Junge autofahrer: smartphone und müdigkeit gefährden sicherheit
Alarmierende Zahlen aus einer aktuellen Studie zeigen: Junge Menschen am Steuer sind oft unachtsam und setzen ihr eigenes Leben und das anderer Verkehrsteilnehmer aufs Spiel. Eine landesweite Untersuchung, die über 450 Schulen und 34.000 Schüler der Sekundarstufe II einbezog, legt ein erschreckendes Bild der Sicherheitslage junger Fahrer offen.
Handy am steuer: eine weitverbreitete gewohnheit
Die Ergebnisse sind eindeutig: Fast jeder zweite junge Fahrer nutzt sein Smartphone während der Fahrt. Das Ablenkungspotenzial ist enorm und führt zu gefährlichen Situationen. Doch das Problem geht noch weiter. Zwei von drei Befragten gestehen ein, müde oder erschöpft hinter dem Steuer zu sitzen. Diese Kombination aus Ablenkung und Müdigkeit ist eine tickende Zeitbombe auf unseren Straßen.
Die Initiative „Nicht die Augen schließen“, gefördert vom Bundespolizei und Autostrade per l’Italia, präsentierte die Ergebnisse im Rahmen des Trento Economic Festival. Die Veranstaltung „Sicherheit in Bewegung“ bot eine Plattform für Diskussionen und Aufklärungsarbeit, moderiert von Enrico Galletti. Fabio Mazza, Leiter des Operativen Zentrums der Polizeistrassen von Trento, und Giuseppe Della Porta, Direktor des Abschnitts Udine von Autostrade per l’Italia, betonten eindrücklich die Notwendigkeit, das Bewusstsein für sicheres Fahren zu schärfen.
Die Daten zeigen auch, dass fast vier von zehn jungen Fahrern regelmäßig die Geschwindigkeitsbegrenzungen missachten. Die Überschreitung der zulässigen Höchstgeschwindigkeit ist eine der Hauptursachen für Unfälle, neben Trunkenheit und Ablenkung.

Positive entwicklungen und die rolle der bildung
Es gibt jedoch auch Lichtblicke: Im Vergleich zum Vorjahr zeigt die Studie eine Zunahme des Respekts vor Sicherheitsvorkehrungen wie der Verwendung von Sicherheitsgurten und Helmen. Acht von zehn Jugendlichen erkennen den positiven Einfluss von Aufklärungskampagnen mit Experten, Polizeibeamten, Testimonials und Familien von Unfallopfern. Die Schulen spielten dabei eine Schlüsselrolle, indem sie Workshops, multimediale Inhalte und digitale Quizspiele anboten.

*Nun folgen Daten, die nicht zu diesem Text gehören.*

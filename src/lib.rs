// Copyright (c) 2025 Erick Bourgeois, firestoned
// SPDX-License-Identifier: MIT

//! # TechniSync - Multi-Master Reconciliation for Technitium DNS Fleets
//!
//! TechniSync keeps a fleet of authoritative Technitium DNS servers
//! converged on a single view per zone. Operators may edit records on any
//! server; TechniSync polls every server at a configured cadence, folds
//! per-server changes into a durable local mirror, and propagates each
//! zone's authoritative state back out to the rest of the fleet.
//!
//! ## Overview
//!
//! The core is the two-phase reconciliation engine built on the mirror:
//!
//! 1. **Ingest** - pull each server's truth into the mirror, detecting
//!    adds, updates, and deletions (soft-delete tombstones)
//! 2. **Propagate** - push each zone's authoritative view to every server:
//!    the designated owner's view for owned zones, the union of all views
//!    for shared zones
//!
//! Reverse (`in-addr.arpa`) zones are derived from DHCP scopes and their
//! ownership is pinned to the scope-hosting server.
//!
//! ## Modules
//!
//! - [`config`] - YAML + environment configuration, loaded once at startup
//! - [`record`] - record value object, cross-server identity, zone helpers
//! - [`mirror`] - durable SQLite mirror store with tombstones and ownership
//! - [`client`] - the Technitium HTTP API client and the [`client::DnsApi`] seam
//! - [`sync`] - the reconciliation engine
//! - [`logging`] - console + file logging with API-token redaction

pub mod client;
pub mod config;
pub mod constants;
pub mod errors;
pub mod logging;
pub mod mirror;
pub mod record;
pub mod sync;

Die Erkenntnisse der Studie sind alarmierend, aber auch ein Weckruf. Es ist unerlässlich, dass wir weiterhin in die Verkehrssicherheit investieren und junge Menschen für die Risiken sensibilisieren. Nur so können wir dazu beitragen, die Zahl der Unfälle zu reduzieren und Leben zu retten. Die Verantwortung liegt bei uns allen.